The purchase of archaeological and paleontological rights to the Milk River Ranch by the Montana University System remains on hold while they cautiously investigate whether the acquisition fits their needs.
Higher Education Commissioner Clayton Christian told the Board of Regents on Tuesday that unlike normal items, the Milk River Ranch purchase moved through their process “fairly quickly” before being approved by the board in November.
He noted, however, that the board gave him and University of Montana President Royce Engstrom the authority to evaluate the purchase and move forward if it’s in the best interest of the university system.
“We have proceeded with caution for a number of reasons,” Christian said.
He said they are evaluating the value of the property and how the university system could financially support the project if it’s something they decided to do. They also are considering how this might will affect tribal relationships and how it would best fit within the university system.
“We haven’t signed a document to date that’s committed us to anything and have no rights to anything,” Christian added. “There’s no scratch of a pen or anything to move this forward. We haven’t spent a dime of university system money, other than staff time.
“We are not out over our skis on this even as some would like to think. We are moving forward and ultimately will come back with some recommendations, but are relatively stalled out at this point in time and I think that’s fine.”
At its November meeting, the board agreed to pay Verges and David Aageson $2 million for the rights to archaeological and paleontological artifacts on their ranch. The brothers retained those rights after the sale of 2,992 acres to Montana Fish, Wildlife and Parks for $4.7 million, which will be used as a Wildlife Management Area, and the sale of an adjacent 1,513 acres for $1.1 million to the state Department of Natural Resources and Conservation, which manages the land for the School Trust and will lease it back to the Aageson family for crop production.
More than 100 Hill County residents have protested the sale of the ranch and dozens of landowners say they won’t allow hunters access to about 100,000 acres of private property as a form of protest.
Darlene Edge, the FWP land agent, said they received the title for the property this week, “free and clear” of all encumbrances other than easements for right of ways.
“There were liens — there’s usually some kind of encumbrance on properties — but they were all paid for and yesterday we got the deed,” she said on Tuesday.
Under the initial agreement with the Board of Regents, the appraised value for the rights to the artifacts on the Aageson property was expected to be about $4 million. The university anticipated paying the Aagesons $2 million and the family would “donate” the rest of the appraised value to the university.
The university system’s payment would put the total price of the deal at $7.8 million.

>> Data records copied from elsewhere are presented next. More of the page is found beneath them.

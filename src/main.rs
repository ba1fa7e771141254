use std::process;

use rsinvoke::cli::{self, output, Cli};
use tracing::level_filters::LevelFilter;
use tracing_subscriber::filter::filter_fn;
use tracing_subscriber::fmt::format::FmtSpan;
use tracing_subscriber::layer::SubscriberExt;
use tracing_subscriber::util::SubscriberInitExt;
use tracing_subscriber::{fmt, Layer};

fn main() {
    let argv: Vec<_> = std::env::args_os().collect();
    let cli = Cli::bootstrap(argv.iter().cloned());

    setup_logging(cli.debug);

    match cli::execute(&cli, argv) {
        Ok(code) => process::exit(code),
        Err(e) => {
            output::error(&e);
            process::exit(e.exit_code());
        }
    }
}

/// Targets whose events are dropped regardless of `-d`.
const QUIET_TARGETS: [&str; 2] = ["walkdir", "clap"];

fn log_level(verbosity: u8) -> LevelFilter {
    match verbosity {
        0 => LevelFilter::WARN,
        1 => LevelFilter::INFO,
        2 => LevelFilter::DEBUG,
        _ => LevelFilter::TRACE,
    }
}

fn is_quiet_target(target: &str) -> bool {
    QUIET_TARGETS.iter().any(|quiet| target.starts_with(quiet))
}

/// Log to stderr; each `-d` lowers the threshold one level below WARN.
fn setup_logging(verbosity: u8) {
    let level = log_level(verbosity);
    let spans = if level == LevelFilter::TRACE {
        FmtSpan::ENTER | FmtSpan::CLOSE
    } else {
        FmtSpan::NONE
    };

    let layer = fmt::layer()
        .with_writer(std::io::stderr)
        .with_target(verbosity > 1)
        .with_span_events(spans)
        .with_filter(level)
        .with_filter(filter_fn(|metadata| !is_quiet_target(metadata.target())));

    tracing_subscriber::registry().with(layer).init();
    tracing::debug!("logging at {level}");
}
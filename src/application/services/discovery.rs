//! Discovery service
//!
//! Scans the discovery root for script modules and builds the registry.

use std::path::Path;
use std::sync::Arc;

use tracing::{debug, trace, warn};
use walkdir::{DirEntry, WalkDir};

use crate::application::{ApplicationError, ApplicationResult};
use crate::domain::{DiscoveryError, DomainError, LoadOutcome, Namespace, Registry};
use crate::infrastructure::traits::{FileSystem, ScriptLoader};

/// Service for discovering script modules below a root directory.
pub struct DiscoveryService {
    fs: Arc<dyn FileSystem>,
    loader: Arc<dyn ScriptLoader>,
    extensions: Vec<String>,
    exclude: Vec<String>,
}

impl DiscoveryService {
    /// Create a discovery service considering `*.toml` files.
    pub fn new(fs: Arc<dyn FileSystem>, loader: Arc<dyn ScriptLoader>) -> Self {
        Self {
            fs,
            loader,
            extensions: vec!["toml".to_string()],
            exclude: Vec::new(),
        }
    }

    /// File extensions (without dot) that mark candidate script files.
    pub fn with_extensions(mut self, extensions: Vec<String>) -> Self {
        self.extensions = extensions;
        self
    }

    /// File or directory names that are never considered.
    pub fn with_exclude(mut self, exclude: Vec<String>) -> Self {
        self.exclude = exclude;
        self
    }

    /// Scan `root` and build the registry.
    ///
    /// Broken scripts are recorded in the registry and do not stop the scan.
    /// A missing root or a namespace collision fails the whole discovery.
    pub fn discover(&self, root: &Path, recursive: bool) -> ApplicationResult<Registry> {
        debug!("discover: root={} recursive={}", root.display(), recursive);
        if !self.fs.is_dir(root) {
            return Err(ApplicationError::config_at(
                format!("discovery root is not a directory: {}", root.display()),
                vec![root.to_path_buf()],
            ));
        }

        let mut registry = Registry::new();
        let walker = WalkDir::new(root)
            .min_depth(1)
            .max_depth(if recursive { usize::MAX } else { 1 })
            .follow_links(false)
            .sort_by_file_name()
            .into_iter()
            .filter_entry(|e| e.depth() == 0 || !self.is_ignored(e));

        for entry in walker {
            let entry = match entry {
                Ok(entry) => entry,
                Err(e) => {
                    let path = e.path().unwrap_or(root).to_path_buf();
                    warn!("discover: cannot read {}: {}", path.display(), e);
                    self.record(&mut registry, DiscoveryError::new(path, None, e.to_string()))?;
                    continue;
                }
            };

            if !entry.file_type().is_file() || !self.is_candidate(entry.path()) {
                continue;
            }
            self.visit(&mut registry, root, entry.path())?;
        }

        debug!(
            "discover: {} sub-applications, {} broken",
            registry.len(),
            registry.failures().len()
        );
        Ok(registry)
    }

    fn visit(&self, registry: &mut Registry, root: &Path, path: &Path) -> ApplicationResult<()> {
        let relative = path.strip_prefix(root).unwrap_or(path);
        let namespace = match Namespace::from_relative_path(relative) {
            Ok(ns) => ns,
            Err(e) => {
                warn!("discover: {}: {}", path.display(), e);
                return self.record(registry, DiscoveryError::new(path, None, e.to_string()));
            }
        };

        match self.loader.load(path) {
            Ok(LoadOutcome::Loaded(app)) => {
                trace!("discover: {} -> `{}`", path.display(), namespace);
                match registry.insert(namespace.clone(), path, app) {
                    Ok(()) => Ok(()),
                    Err(e @ DomainError::NamespaceCollision { .. })
                    | Err(e @ DomainError::NamespaceShadowed { .. }) => Err(collision(e)),
                    Err(e) => {
                        warn!("discover: {}: {}", path.display(), e);
                        self.record(
                            registry,
                            DiscoveryError::new(path, Some(namespace), e.to_string()),
                        )
                    }
                }
            }
            Ok(LoadOutcome::NoApp) => {
                trace!("discover: {} declares no app, skipping", path.display());
                Ok(())
            }
            Err(e) => {
                warn!("discover: {}: {}", path.display(), e);
                self.record(
                    registry,
                    DiscoveryError::new(path, Some(namespace), e.to_string()),
                )
            }
        }
    }

    fn record(&self, registry: &mut Registry, failure: DiscoveryError) -> ApplicationResult<()> {
        registry.record_failure(failure).map_err(collision)
    }

    fn is_ignored(&self, entry: &DirEntry) -> bool {
        let name = entry.file_name().to_string_lossy();
        name.starts_with('.') || self.exclude.iter().any(|x| x.as_str() == name)
    }

    fn is_candidate(&self, path: &Path) -> bool {
        path.extension()
            .map(|ext| {
                let ext = ext.to_string_lossy();
                self.extensions
                    .iter()
                    .any(|candidate| candidate.eq_ignore_ascii_case(&ext))
            })
            .unwrap_or(false)
    }
}

fn collision(e: DomainError) -> ApplicationError {
    let paths = match &e {
        DomainError::NamespaceCollision { first, second, .. }
        | DomainError::NamespaceShadowed { first, second, .. } => {
            vec![first.clone(), second.clone()]
        }
        _ => Vec::new(),
    };
    ApplicationError::config_at(e.to_string(), paths)
}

But shortly before the board met in November, the university received the appraisal by a Seattle firm valuing the archaeological rights at $5.2 million and the paleontological rights at $7.5 million, for a total valuation of $12.7 million. The property, which is 45 miles north of Havre and borders Canada, is in an area known for dinosaur fossils and historically was used by Native Americans, with tepee rings and burial grounds scattered about the acreage.
The decision was made to stick with the $2 million payment by the regents to research, develop and possibly remove artifacts from the site, with the rest of the $10 million appraised value being donated to the university.
However, in late December Rudyard resident Daniel Redding and Sen. John Brenden, R-Scobey, filed a lawsuit and won a temporary restraining order on the regent’s agreement to pay for the artifacts. They argued that at least $1.1 million of the $2 million in university money already was distributed to the University of Montana and Montana State University for research projects, and the entire $2 million — coming from a special appropriation made in House Bill 2 by the 2011 Montana Legislature — specifically was restricted for research activities at the educational units.
The university system didn’t fight the restraining order, noting that the $1.1 million is earmarked as a match for a federal grant and the remaining $900,000 typically would be used for research projects on campuses identified as a priority or need through the university system. If no complications arise with the federal grant that means only $900,000 would be available for the artifacts purchase.
An “Order to Show Cause,” in which the Commissioner of Higher Education has to explain why a preliminary injunction should not be issued, is set for Jan. 23 in district court in Bozeman.
“They said they want a hearing to discuss appropriate usage of those research dollars,” Christian told the regents on Tuesday. “Candidly, we didn’t disagree with that so much. We never felt this is something we need to rush headlong into, so we didn’t put up a fight.”